Ante las celebraciones que se repiten ritualmente en el calendario el columnista siente la tentación de volver sobre sus demonios e inquinas a desempolvar las emociones de nuevo traicionadas para rendirles pleitesía y darles a entender fidelidad, complicidad o puede que un hastío que no cesa.

Y en enero, mes delgado de vacaciones parlamentarias, la ciudadanía se solaza en ese pozo negro donde el que salvó fondos de la vorágine navideña se mezcla con las víctimas de la pulsión al endeudamiento en los pesebres donde la llamada a la rebaja extasía a gente, por otra parte en su primer día de dieta imposible.

También es el lugar común para reunir balances sobre los horrores pasados y apostar por novedades que el cava sugirió la noche de la juerga por decreto, pero por desgracia para los tópicos, más allá de la tentación a recorrer las metáforas de las liturgias cíclicamente reeditadas de ese extraño maridaje entre religión, consumo, catarsis banal y fugaz deseo de ser mejores y distintos, la realidad de estas semanas se obstinó en ir a su aire y destilar sus propias consecuencias como correctivo a tanto autismo consciente.

Para empezar (el nuevo año, digo), la controvertida lluvia a la que Raimon acusó muy tempranamente de no tener la sana costumbre de ser leal con los valencianos (al meu país no sap ploure) vino a sumarse al lamentable y premonitorio incidente del veto de algunos lobbies norteamericanos a la clementina valenciana, sumiendo a nuestra citricultura en una desesperación propia de los tiempos en que el riesgo de la aventura exportadora acababa anotado en la exclusiva cuenta de cosecheros y comerciantes mientras un Estado incapaz y egoísta se llamaba a andana. Pero el año empezó, también, con un hecho de indudable entidad histórica como es la entronización de la nueva moneda europea, el euro, ligado (casualmente) a la presidencia semestral española de la Unión Europea, con lo que el eco del desastre citrícola se ve sumergido en la prensa gubernamental por la crónica triunfal de lo que parece el momento de gloria que la derecha española no pudo soñar en todo el siglo anterior.

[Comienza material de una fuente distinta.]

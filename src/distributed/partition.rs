use crate::distributed::communicator::CommError;

/// Rows owned by one rank under the row-cyclic distribution: row i lives on rank i mod nranks.
#[derive(Debug, Clone, PartialEq, Eq)]
pub struct RowPartition {
    pub rank: usize,
    pub nranks: usize,
    pub global_rows: usize,
    /// global indices of the owned rows, increasing
    pub rows: Vec<usize>,
}

impl RowPartition {
    pub fn new(rank: usize, nranks: usize, global_rows: usize) -> Result<Self, CommError> {
        if nranks < 1 {
            return Err(CommError::WorldTooSmall {
                required: 1,
                actual: nranks,
            });
        }
        if rank >= nranks {
            return Err(CommError::InvalidRank { rank, size: nranks });
        }
        Ok(RowPartition {
            rank,
            nranks,
            global_rows,
            rows: (rank..global_rows).step_by(nranks).collect(),
        })
    }

    pub fn owner(row: usize, nranks: usize) -> usize {
        row % nranks
    }

    pub fn local_rows(&self) -> usize {
        self.rows.len()
    }
}

/// partitions of all ranks, in rank order
pub fn decompose_rows(global_rows: usize, nranks: usize) -> Result<Vec<RowPartition>, CommError> {
    (0..nranks.max(1))
        .map(|rank| RowPartition::new(rank, nranks, global_rows))
        .collect()
}
use std::fmt;
use std::io;
use std::path::PathBuf;

use crate::distributed::communicator::CommError;

/// Error types for loading and solving linear systems. Every variant is fatal for the
/// program: nothing in the solver family retries or switches strategy.
#[derive(Debug)]
pub enum LinSysError {
    FileNotFound(PathBuf),
    /// unparseable token, wrong token count or wrong line-count parity
    MalformedInput(String),
    AllocationFailure { elements: usize },
    /// pivot (or diagonal) magnitude below the tolerance
    SingularMatrix { step: usize, pivot: f64 },
    /// diagonal exactly zero on a non-pivoting path
    DivisionByZero { step: usize },
    MatrixNotSymmetric {
        row: usize,
        col: usize,
        lower: f64,
        upper: f64,
    },
    /// nonzero value placed outside of the band of a banded matrix
    BandViolation { row: usize, col: usize, bandwidth: usize },
    DidNotConverge { iterations: usize, residual: f64 },
    NotPositiveDefinite { iteration: usize, curvature: f64 },
    DimensionMismatch(String),
    Config(String),
    Io(io::Error),
    Comm(CommError),
}

impl fmt::Display for LinSysError {
    fn fmt(&self, f: &mut fmt::Formatter) -> fmt::Result {
        match self {
            LinSysError::FileNotFound(path) => write!(f, "file not found: {}", path.display()),
            LinSysError::MalformedInput(msg) => write!(f, "malformed input: {}", msg),
            LinSysError::AllocationFailure { elements } => {
                write!(f, "cannot allocate storage for {} elements", elements)
            }
            LinSysError::SingularMatrix { step, pivot } => write!(
                f,
                "coefficient matrix is singular: pivot {:e} at step {}",
                pivot, step
            ),
            LinSysError::DivisionByZero { step } => {
                write!(f, "division by zero: diagonal element {} is zero", step)
            }
            LinSysError::MatrixNotSymmetric {
                row,
                col,
                lower,
                upper,
            } => write!(
                f,
                "matrix is not symmetric at ({}, {}): {} != {}",
                row, col, lower, upper
            ),
            LinSysError::BandViolation {
                row,
                col,
                bandwidth,
            } => write!(
                f,
                "element ({}, {}) lies outside of the band (bandwidth {})",
                row, col, bandwidth
            ),
            LinSysError::DidNotConverge {
                iterations,
                residual,
            } => write!(
                f,
                "solution not found after {} iterations (residual 1-norm {:e})",
                iterations, residual
            ),
            LinSysError::NotPositiveDefinite {
                iteration,
                curvature,
            } => write!(
                f,
                "matrix is not positive definite: p^T A p = {:e} at iteration {}",
                curvature, iteration
            ),
            LinSysError::DimensionMismatch(msg) => write!(f, "dimension mismatch: {}", msg),
            LinSysError::Config(msg) => write!(f, "task file error: {}", msg),
            LinSysError::Io(e) => write!(f, "i/o error: {}", e),
            LinSysError::Comm(e) => write!(f, "message passing error: {}", e),
        }
    }
}

impl std::error::Error for LinSysError {
    fn source(&self) -> Option<&(dyn std::error::Error + 'static)> {
        match self {
            LinSysError::Io(e) => Some(e),
            LinSysError::Comm(e) => Some(e),
            _ => None,
        }
    }
}

impl From<io::Error> for LinSysError {
    fn from(e: io::Error) -> Self {
        LinSysError::Io(e)
    }
}

impl From<CommError> for LinSysError {
    fn from(e: CommError) -> Self {
        LinSysError::Comm(e)
    }
}

impl From<csv::Error> for LinSysError {
    fn from(e: csv::Error) -> Self {
        LinSysError::Io(io::Error::other(e))
    }
}

pub type LinSysResult<T> = Result<T, LinSysError>;
//! Physical layouts of the coefficient matrix: dense (nalgebra column-major), symmetric
//! upper-triangular packed, and banded (upper band of a symmetric matrix, row-major).
//!
//! All positions are 0-indexed. The packed layout stores row i of the upper triangle right
//! after row i-1, so the 1-indexed textbook mapping
//! `idx(i,j) = (i-1)*N - (i-1)*(i-2)/2 + (j-i)` becomes `i*N - i*(i+1)/2 + j` here.
use crate::somelinalg::linsys_error::{LinSysError, LinSysResult};
use itertools::iproduct;
use log::{debug, info};
use nalgebra::DMatrix;

/// default relative tolerance used when a lower-triangle input is compared with its mirror
pub const DEFAULT_SYMMETRY_TOLERANCE: f64 = 1e-12;

/// common interface of the matrix layouts
pub trait MatrixStorage {
    /// number of rows (= number of columns)
    fn dim(&self) -> usize;
    /// physical offset of the logical position, None when the position is an implicit zero
    fn index(&self, i: usize, j: usize) -> Option<usize>;
    fn get(&self, i: usize, j: usize) -> f64;
    fn set(&mut self, i: usize, j: usize, value: f64) -> LinSysResult<()>;
    /// number of values physically stored
    fn stored_elements(&self) -> usize;
}

/// Layouts that keep only the upper triangle of a symmetric matrix. Elimination without
/// pivoting works on the upper triangle alone, because the reduced matrix stays symmetric.
pub trait SymmetricStorage: MatrixStorage {
    /// exclusive bound of the columns of row i that may hold nonzeros (j >= i)
    fn upper_row_end(&self, i: usize) -> usize;
    /// offset of (i, j) for i <= j < upper_row_end(i)
    fn upper_offset(&self, i: usize, j: usize) -> usize;
    fn values(&self) -> &[f64];
    fn values_mut(&mut self) -> &mut [f64];
}

fn allocate_zeros(elements: usize) -> LinSysResult<Vec<f64>> {
    let mut data: Vec<f64> = Vec::new();
    data.try_reserve_exact(elements)
        .map_err(|_| LinSysError::AllocationFailure { elements })?;
    data.resize(elements, 0.0);
    Ok(data)
}

// element count of a rows x cols block; an overflowing count can never be allocated
fn element_count(rows: usize, cols: usize) -> LinSysResult<usize> {
    rows.checked_mul(cols)
        .ok_or(LinSysError::AllocationFailure { elements: usize::MAX })
}

fn check_position(n: usize, i: usize, j: usize) -> LinSysResult<()> {
    if i >= n || j >= n {
        return Err(LinSysError::DimensionMismatch(format!(
            "position ({}, {}) outside of a {}x{} matrix",
            i, j, n, n
        )));
    }
    Ok(())
}

fn mirrors_agree(lower: f64, upper: f64, tolerance: f64) -> bool {
    let scale = 1.0_f64.max(lower.abs()).max(upper.abs());
    (lower - upper).abs() <= tolerance * scale
}

impl MatrixStorage for DMatrix<f64> {
    fn dim(&self) -> usize {
        self.nrows()
    }
    fn index(&self, i: usize, j: usize) -> Option<usize> {
        if i < self.nrows() && j < self.ncols() {
            Some(j * self.nrows() + i)
        } else {
            None
        }
    }
    fn get(&self, i: usize, j: usize) -> f64 {
        self[(i, j)]
    }
    fn set(&mut self, i: usize, j: usize, value: f64) -> LinSysResult<()> {
        if i >= self.nrows() || j >= self.ncols() {
            return Err(LinSysError::DimensionMismatch(format!(
                "position ({}, {}) outside of a {}x{} matrix",
                i,
                j,
                self.nrows(),
                self.ncols()
            )));
        }
        self[(i, j)] = value;
        Ok(())
    }
    fn stored_elements(&self) -> usize {
        self.len()
    }
}

/// offset of (i, j), i <= j, inside the packed upper triangle of an n x n matrix
pub fn packed_index(n: usize, i: usize, j: usize) -> usize {
    let (i, j) = if i <= j { (i, j) } else { (j, i) };
    i * n - i * (i + 1) / 2 + j
}

////////////////////////////////////////////////////////////////////////////////////////
//                         SYMMETRIC PACKED
////////////////////////////////////////////////////////////////////////////////////////
/// symmetric matrix stored as its upper triangle, n(n+1)/2 values
#[derive(Debug, Clone, PartialEq)]
pub struct SymmetricPacked {
    n: usize,
    data: Vec<f64>,
    symmetry_tolerance: f64,
}

impl SymmetricPacked {
    pub fn allocate(n: usize) -> LinSysResult<Self> {
        let elements = match n.checked_add(1) {
            Some(m) => element_count(n, m)? / 2,
            None => return Err(LinSysError::AllocationFailure { elements: usize::MAX }),
        };
        let data = allocate_zeros(elements)?;
        Ok(SymmetricPacked {
            n,
            data,
            symmetry_tolerance: DEFAULT_SYMMETRY_TOLERANCE,
        })
    }

    pub fn with_symmetry_tolerance(mut self, tolerance: f64) -> Self {
        self.symmetry_tolerance = tolerance;
        self
    }

    /// Streams a full square matrix row by row: upper entries are stored, lower entries are
    /// checked against the already stored mirror.
    pub fn from_dense(a: &DMatrix<f64>, symmetry_tolerance: f64) -> LinSysResult<Self> {
        if !a.is_square() {
            return Err(LinSysError::DimensionMismatch(format!(
                "symmetric matrix must be square, got {}x{}",
                a.nrows(),
                a.ncols()
            )));
        }
        let mut packed = Self::allocate(a.nrows())?.with_symmetry_tolerance(symmetry_tolerance);
        for (i, j) in iproduct!(0..a.nrows(), 0..a.ncols()) {
            packed.set(i, j, a[(i, j)])?;
        }
        Ok(packed)
    }

    /// builds the matrix from its upper triangle listed row by row (a(0,0), a(0,1), ..., a(n-1,n-1))
    pub fn from_upper_triangle(n: usize, upper: &[f64]) -> LinSysResult<Self> {
        let expected = n * (n + 1) / 2;
        if upper.len() != expected {
            return Err(LinSysError::MalformedInput(format!(
                "upper triangle of a {}x{} matrix needs {} values, got {}",
                n,
                n,
                expected,
                upper.len()
            )));
        }
        let mut packed = Self::allocate(n)?;
        packed.data.copy_from_slice(upper);
        Ok(packed)
    }

    pub fn to_dense(&self) -> DMatrix<f64> {
        DMatrix::from_fn(self.n, self.n, |i, j| self.get(i, j))
    }
}

impl MatrixStorage for SymmetricPacked {
    fn dim(&self) -> usize {
        self.n
    }
    fn index(&self, i: usize, j: usize) -> Option<usize> {
        if i < self.n && j < self.n {
            Some(packed_index(self.n, i, j))
        } else {
            None
        }
    }
    fn get(&self, i: usize, j: usize) -> f64 {
        self.data[packed_index(self.n, i, j)]
    }
    fn set(&mut self, i: usize, j: usize, value: f64) -> LinSysResult<()> {
        check_position(self.n, i, j)?;
        let idx = packed_index(self.n, i, j);
        if i <= j {
            self.data[idx] = value;
        } else if !mirrors_agree(value, self.data[idx], self.symmetry_tolerance) {
            return Err(LinSysError::MatrixNotSymmetric {
                row: i,
                col: j,
                lower: value,
                upper: self.data[idx],
            });
        }
        Ok(())
    }
    fn stored_elements(&self) -> usize {
        self.data.len()
    }
}

impl SymmetricStorage for SymmetricPacked {
    fn upper_row_end(&self, _i: usize) -> usize {
        self.n
    }
    fn upper_offset(&self, i: usize, j: usize) -> usize {
        packed_index(self.n, i, j)
    }
    fn values(&self) -> &[f64] {
        &self.data
    }
    fn values_mut(&mut self) -> &mut [f64] {
        &mut self.data
    }
}

////////////////////////////////////////////////////////////////////////////////////////
//                         BANDED
////////////////////////////////////////////////////////////////////////////////////////
/// Maximum of (col - row + 1) over the nonzero entries of the upper triangle.
/// A diagonal (or zero) matrix has bandwidth 1.
pub fn find_bandwidth(a: &DMatrix<f64>) -> usize {
    let n = a.nrows().min(a.ncols());
    if n == 0 {
        return 0;
    }
    let mut bandwidth = 1;
    for (i, j) in iproduct!(0..a.nrows(), 0..a.ncols()) {
        if j >= i && a[(i, j)] != 0.0 && j - i + 1 > bandwidth {
            bandwidth = j - i + 1;
        }
    }
    debug!("bandwidth of {}x{} matrix = {}", a.nrows(), a.ncols(), bandwidth);
    bandwidth
}

/// Symmetric banded matrix: row i keeps columns i..i+bandwidth-1 (offset 0 is the diagonal).
#[derive(Debug, Clone, PartialEq)]
pub struct BandedStorage {
    n: usize,
    bandwidth: usize,
    data: Vec<f64>,
    symmetry_tolerance: f64,
}

impl BandedStorage {
    pub fn allocate(n: usize, bandwidth: usize) -> LinSysResult<Self> {
        if n > 0 && (bandwidth == 0 || bandwidth > n) {
            return Err(LinSysError::DimensionMismatch(format!(
                "bandwidth {} is not valid for a {}x{} matrix",
                bandwidth, n, n
            )));
        }
        let data = allocate_zeros(element_count(n, bandwidth)?)?;
        Ok(BandedStorage {
            n,
            bandwidth,
            data,
            symmetry_tolerance: DEFAULT_SYMMETRY_TOLERANCE,
        })
    }

    pub fn with_symmetry_tolerance(mut self, tolerance: f64) -> Self {
        self.symmetry_tolerance = tolerance;
        self
    }

    pub fn bandwidth(&self) -> usize {
        self.bandwidth
    }

    /// detects the bandwidth of `a` and copies its band, validating symmetry
    pub fn from_dense(a: &DMatrix<f64>, symmetry_tolerance: f64) -> LinSysResult<Self> {
        if !a.is_square() {
            return Err(LinSysError::DimensionMismatch(format!(
                "banded matrix must be square, got {}x{}",
                a.nrows(),
                a.ncols()
            )));
        }
        let bandwidth = find_bandwidth(a);
        info!("bandwidth: {}", bandwidth);
        let mut banded =
            Self::allocate(a.nrows(), bandwidth)?.with_symmetry_tolerance(symmetry_tolerance);
        for (i, j) in iproduct!(0..a.nrows(), 0..a.ncols()) {
            banded.set(i, j, a[(i, j)])?;
        }
        Ok(banded)
    }

    pub fn to_dense(&self) -> DMatrix<f64> {
        DMatrix::from_fn(self.n, self.n, |i, j| self.get(i, j))
    }

    fn in_band(&self, i: usize, j: usize) -> bool {
        let (i, j) = if i <= j { (i, j) } else { (j, i) };
        j - i < self.bandwidth
    }
}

Este enero pues, acrece la liturgia de la ataraxia social con suplementos de orden espectacular. Que nadie ose enturbiar la euforia europea donde el reinado popular se reviste de perfiles épicos -se sugiere-, de consumación de unos objetivos que siempre se le escaparon al conjunto del mundo conservador español y valenciano en varios siglos. Que esperen los malos presagios; que las desgracias no nos impidan ver el bosque del progreso reluciente que ha traído el PP a esta pequeña Comunidad, ahora sólo casualmente encharcada; que no se dé crédito a los que puntualizan, a quienes desconfían, a los que señalan que la realidad tiene otros datos, demasiados matices para corresponderse con el microclima de boda feliz que protagoniza el gobierno de Madrid, y el de Valencia.

En vísperas de un Congreso partidario ¿de canonización?, el presidente Zaplana anuncia que también la Generalitat tendrá ministro (sin cartera) en Bruselas, ahora que, al parecer, también él será presidente europeo (del Comité de Regiones).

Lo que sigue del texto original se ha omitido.